WHAT YOU ARE ASKED TO DO: When a line of the material has the word "await" in it, copy that line.

MATERIAL PROVIDED:
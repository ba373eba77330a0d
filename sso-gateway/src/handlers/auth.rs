//! Session endpoints: login, explicit refresh, logout.

use axum::{
    extract::{Query, State},
    http::StatusCode,
    response::{IntoResponse, Response},
    Json,
};
use axum_extra::extract::cookie::CookieJar;
use service_core::error::AppError;

use crate::{
    dtos::{LoginRequest, LogoutQuery, SessionResponse},
    services::IdentityError,
    utils::ValidatedJson,
    AppState,
};

/// Authenticate against the identity backend and open a session
pub async fn login(
    State(state): State<AppState>,
    jar: CookieJar,
    ValidatedJson(req): ValidatedJson<LoginRequest>,
) -> Result<(CookieJar, Json<SessionResponse>), AppError> {
    let identity = match state.identity.authenticate(&req.login, &req.password).await {
        Ok(identity) => identity,
        Err(e) => {
            let outcome = match e {
                IdentityError::AuthFailed => "rejected",
                _ => "backend_error",
            };
            metrics::counter!("auth_logins_total", "outcome" => outcome).increment(1);
            tracing::info!(outcome, "Login failed");
            return Err(e.into());
        }
    };

    let credentials = state
        .tokens
        .issue(&identity.subject_id, &identity.roles)
        .await?;
    metrics::counter!("auth_logins_total", "outcome" => "success").increment(1);

    let body = SessionResponse::from(&credentials);
    Ok((state.cookies.set(jar, &credentials), Json(body)))
}

/// Rotate the refresh cookie without going through a proxied call
pub async fn refresh(State(state): State<AppState>, jar: CookieJar) -> Response {
    let Some(refresh_token) = state.cookies.read(&jar).refresh_token else {
        return AppError::Unauthorized(anyhow::anyhow!("Refresh token required")).into_response();
    };

    match state.tokens.rotate(&refresh_token).await {
        Ok(credentials) => {
            let body = SessionResponse::from(&credentials);
            (state.cookies.set(jar, &credentials), Json(body)).into_response()
        }
        Err(e) => {
            let jar = if e.is_terminal_for_session() {
                state.cookies.clear(jar)
            } else {
                jar
            };
            (jar, AppError::from(e)).into_response()
        }
    }
}

/// End the current session, or every session of the subject with `?all=true`
pub async fn logout(
    State(state): State<AppState>,
    jar: CookieJar,
    Query(query): Query<LogoutQuery>,
) -> Result<(CookieJar, StatusCode), AppError> {
    let presented = state.cookies.read(&jar);

    let subject = if query.all {
        presented
            .access_token
            .as_deref()
            .and_then(|token| state.tokens.validate(token).ok())
            .map(|claims| claims.sub)
    } else {
        None
    };

    match (subject, presented.refresh_token.as_deref()) {
        (Some(subject_id), _) => {
            state.tokens.revoke_subject(&subject_id).await?;
        }
        (None, Some(refresh_token)) => {
            state.tokens.revoke_token(refresh_token).await?;
        }
        (None, None) => {}
    }

    Ok((state.cookies.clear(jar), StatusCode::NO_CONTENT))
}
pub mod refresh_token;
pub mod registry;

pub use refresh_token::{RefreshTokenRecord, SuccessorToken};
pub use registry::{RegistryData, Resource, Role, Service};
use std::sync::Arc;
use std::time::Duration;
use tokio::task::JoinHandle;
use tokio::time::MissedTickBehavior;
use tokio_util::sync::CancellationToken;
use tracing::{debug, info};

use super::RegistryCache;

/// Spawn the periodic registry refresher.
///
/// The first refresh runs immediately. Cancelling `shutdown` stops the loop
/// between ticks or abandons an in-flight fetch; an abandoned fetch never
/// reaches the install step.
pub fn spawn_refresher(
    cache: Arc<RegistryCache>,
    interval: Duration,
    shutdown: CancellationToken,
) -> JoinHandle<()> {
    tokio::spawn(async move {
        info!(interval_secs = interval.as_secs(), "Registry refresher started");

        let mut ticker = tokio::time::interval(interval);
        ticker.set_missed_tick_behavior(MissedTickBehavior::Delay);

        loop {
            tokio::select! {
                biased;
                _ = shutdown.cancelled() => break,
                _ = ticker.tick() => {}
            }

            tokio::select! {
                biased;
                _ = shutdown.cancelled() => {
                    debug!("Abandoning in-flight registry refresh");
                    break;
                }
                // Failures are logged and counted by the cache itself.
                _ = cache.refresh() => {}
            }
        }

        info!("Registry refresher stopped");
    })
}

ANSWER SECTION:
    let identity = match state.identity.authenticate(&req.login, &req.password).await {
        .await?;
    match state.tokens.rotate(&refresh_token).await {
            state.tokens.revoke_subject(&subject_id).await?;
            state.tokens.revoke_token(refresh_token).await?;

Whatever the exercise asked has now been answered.